Der Landesregierung sind keine negativen Vegetationsveränderungen in angrenzenden Le­bensräumen von landeseignen Waldflächen bekannt, weswegen keine spezifischen Maßnah­men erforderlich sind.

  1. Wie viele Vergiftungsfälle oder Symptome einer Vergiftung gab es bei den Men­schen und Nutztieren durch die Robinie seit 2008 in Nordrhein-Westfalen?

Im Zeitraum seit 1. Januar 2008 wurde die Informationszentrale gegen Vergiftungen des Lan­des Nordrhein-Westfalen (am Universitätsklinikum Bonn) in 165 menschlichen Vergiftungsfäl­len und in 16 Vergiftungsfällen bei Tieren zur Beratung telefonisch kontaktiert.

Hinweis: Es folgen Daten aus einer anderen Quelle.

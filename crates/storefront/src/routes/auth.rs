//! Registration, login and logout handlers.

use axum::{Json, extract::State};
use serde::{Deserialize, Serialize};
use tower_sessions::Session;

use crate::error::{AppError, Result};
use crate::middleware::{clear_current_user, set_current_user};
use crate::models::user::CurrentUser;
use crate::services::auth::AuthService;
use crate::state::AppState;

#[derive(Debug, Deserialize)]
pub struct Credentials {
    pub email: String,
    pub password: String,
}

/// The signed-in user as returned to clients.
#[derive(Debug, Serialize)]
pub struct UserView {
    pub id: i64,
    pub email: String,
    pub is_admin: bool,
}

impl From<&CurrentUser> for UserView {
    fn from(user: &CurrentUser) -> Self {
        Self {
            id: user.id.as_i64(),
            email: user.email.to_string(),
            is_admin: user.is_admin,
        }
    }
}

/// `POST /auth/register` - Create an account and sign in.
pub async fn register(
    State(state): State<AppState>,
    session: Session,
    Json(credentials): Json<Credentials>,
) -> Result<Json<UserView>> {
    let user = AuthService::new(state.pool())
        .register(&credentials.email, &credentials.password)
        .await?;

    let current = CurrentUser::from(&user);
    set_current_user(&session, &current)
        .await
        .map_err(|e| AppError::Internal(format!("session error: {e}")))?;

    tracing::info!(user_id = %user.id, "user registered");

    Ok(Json(UserView::from(&current)))
}

/// `POST /auth/login` - Verify credentials and start a session.
pub async fn login(
    State(state): State<AppState>,
    session: Session,
    Json(credentials): Json<Credentials>,
) -> Result<Json<UserView>> {
    let user = AuthService::new(state.pool())
        .login(&credentials.email, &credentials.password)
        .await?;

    let current = CurrentUser::from(&user);
    set_current_user(&session, &current)
        .await
        .map_err(|e| AppError::Internal(format!("session error: {e}")))?;

    tracing::info!(user_id = %user.id, "user logged in");

    Ok(Json(UserView::from(&current)))
}

/// `POST /auth/logout` - Drop the signed-in user.
///
/// Only the user key is removed; the cart stays in the session so a
/// shopper who logs out does not lose what they picked.
pub async fn logout(session: Session) -> Result<Json<serde_json::Value>> {
    clear_current_user(&session)
        .await
        .map_err(|e| AppError::Internal(format!("session error: {e}")))?;

    Ok(Json(serde_json::json!({ "logged_out": true })))
}
//! Unified error handling.
//!
//! Provides a unified `AppError` type mapping every layer's errors onto an
//! HTTP response. All route handlers return `Result<T, AppError>`.

use axum::{
    Json,
    http::StatusCode,
    response::{IntoResponse, Response},
};
use serde::Serialize;
use thiserror::Error;

use crate::db::RepositoryError;
use crate::services::auth::AuthError;
use crate::services::checkout::CheckoutError;
use crate::services::import::ImportError;

/// Application-level error type for the storefront.
#[derive(Debug, Error)]
pub enum AppError {
    /// Database operation failed.
    #[error("Database error: {0}")]
    Database(#[from] RepositoryError),

    /// Authentication operation failed.
    #[error("Auth error: {0}")]
    Auth(#[from] AuthError),

    /// Checkout pipeline failed.
    #[error("Checkout error: {0}")]
    Checkout(#[from] CheckoutError),

    /// Feed import failed.
    #[error("Import error: {0}")]
    Import(#[from] ImportError),

    /// Resource not found.
    #[error("Not found: {0}")]
    NotFound(String),

    /// User is not authenticated.
    #[error("Unauthorized: {0}")]
    Unauthorized(String),

    /// Authenticated but lacking the required role.
    #[error("Forbidden: {0}")]
    Forbidden(String),

    /// Bad request from client.
    #[error("Bad request: {0}")]
    BadRequest(String),

    /// Internal server error.
    #[error("Internal error: {0}")]
    Internal(String),
}

/// JSON error body returned to clients.
#[derive(Serialize)]
struct ErrorBody {
    error: String,
}

impl AppError {
    fn status(&self) -> StatusCode {
        match self {
            Self::Database(err) => match err {
                RepositoryError::NotFound => StatusCode::NOT_FOUND,
                RepositoryError::Conflict(_) => StatusCode::CONFLICT,
                _ => StatusCode::INTERNAL_SERVER_ERROR,
            },
            Self::Auth(err) => match err {
                AuthError::InvalidCredentials => StatusCode::UNAUTHORIZED,
                AuthError::UserAlreadyExists => StatusCode::CONFLICT,
                AuthError::WeakPassword(_) | AuthError::InvalidEmail(_) => StatusCode::BAD_REQUEST,
                _ => StatusCode::INTERNAL_SERVER_ERROR,
            },
            Self::Checkout(err) => match err {
                CheckoutError::EmptyCart => StatusCode::BAD_REQUEST,
                CheckoutError::Repository(_) => StatusCode::INTERNAL_SERVER_ERROR,
            },
            Self::Import(_) | Self::Internal(_) => StatusCode::INTERNAL_SERVER_ERROR,
            Self::NotFound(_) => StatusCode::NOT_FOUND,
            Self::Unauthorized(_) => StatusCode::UNAUTHORIZED,
            Self::Forbidden(_) => StatusCode::FORBIDDEN,
            Self::BadRequest(_) => StatusCode::BAD_REQUEST,
        }
    }

    /// Client-facing message; internal details are redacted.
    fn message(&self) -> String {
        match self {
            Self::Database(err) => match err {
                RepositoryError::NotFound => "Not found".to_owned(),
                RepositoryError::Conflict(msg) => msg.clone(),
                _ => "Internal server error".to_owned(),
            },
            Self::Auth(err) => match err {
                AuthError::InvalidCredentials => "Invalid credentials".to_owned(),
                AuthError::UserAlreadyExists => {
                    "An account with this email already exists".to_owned()
                }
                AuthError::WeakPassword(msg) => msg.clone(),
                AuthError::InvalidEmail(_) => "Invalid email address".to_owned(),
                _ => "Internal server error".to_owned(),
            },
            Self::Checkout(err) => match err {
                CheckoutError::EmptyCart => "Cart is empty".to_owned(),
                CheckoutError::Repository(_) => "Internal server error".to_owned(),
            },
            Self::Import(_) | Self::Internal(_) => "Internal server error".to_owned(),
            _ => self.to_string(),
        }
    }
}

impl IntoResponse for AppError {
    fn into_response(self) -> Response {
        let status = self.status();

        if status == StatusCode::INTERNAL_SERVER_ERROR {
            tracing::error!(error = %self, "Request error");
        }

        (
            status,
            Json(ErrorBody {
                error: self.message(),
            }),
        )
            .into_response()
    }
}

/// Result type alias for `AppError`.
pub type Result<T> = std::result::Result<T, AppError>;

#[cfg(test)]
mod tests {
    use super::*;

    #[test]
    fn test_app_error_display() {
        let err = AppError::NotFound("product 123".to_owned());
        assert_eq!(err.to_string(), "Not found: product 123");

        let err = AppError::BadRequest("invalid input".to_owned());
        assert_eq!(err.to_string(), "Bad request: invalid input");
    }

    #[test]
    fn test_app_error_status_codes() {
        assert_eq!(
            AppError::NotFound("x".to_owned()).status(),
            StatusCode::NOT_FOUND
        );
        assert_eq!(
            AppError::Unauthorized("x".to_owned()).status(),
            StatusCode::UNAUTHORIZED
        );
        assert_eq!(
            AppError::Forbidden("x".to_owned()).status(),
            StatusCode::FORBIDDEN
        );
        assert_eq!(
            AppError::Checkout(CheckoutError::EmptyCart).status(),
            StatusCode::BAD_REQUEST
        );
        assert_eq!(
            AppError::Auth(AuthError::UserAlreadyExists).status(),
            StatusCode::CONFLICT
        );
        assert_eq!(
            AppError::Internal("x".to_owned()).status(),
            StatusCode::INTERNAL_SERVER_ERROR
        );
    }

    #[test]
    fn test_internal_details_redacted() {
        let err = AppError::Internal("connection string leaked".to_owned());
        assert_eq!(err.message(), "Internal server error");
    }
}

Weitere Vergif­tungsfälle bei Menschen und Tieren sind der Informationszentrale gegen Vergiftungen des Landes Nordrhein-Westfalen nicht bekannt. 38 Prozent der menschlichen Vergiftungsfälle zeigten leichte Beschwerden. Ein siebenjähriges Kind hatte eine generalisierte allergische Re­aktion nach Hautkontakt. Zwei Nutztiere verstarben im Zusammenhang mit dem Fressen un­bekannter Mengen von Bestandteilen der Robinie.

  1. Inwieweit wird die wirtschaftliche Nutzung in Kurztriebplantagen von der Landes­regierung gefördert und vorangetrieben?

Davon ausgehend, dass der Fragesteller Kurzumtriebsplantagen meint, ist zu bemerken, dass die wirtschaftliche Nutzung von Robinien in Kurzumtriebsplantagen von der Landesregierung weder gefördert noch vorangetrieben wird.

  1. Inwieweit wird von der Landesregierung im Hinblick auf Neupflanzungen stand­ortbezogen geprüft, wie hoch das Risiko für umliegende naturnahe Flächen im Einzelfall ist?

Da die Robinie nicht auf landeseigenen Waldflächen gepflanzt wurde, ist eine Prüfung bisher nicht erforderlich (siehe Antwort zu Frage 1).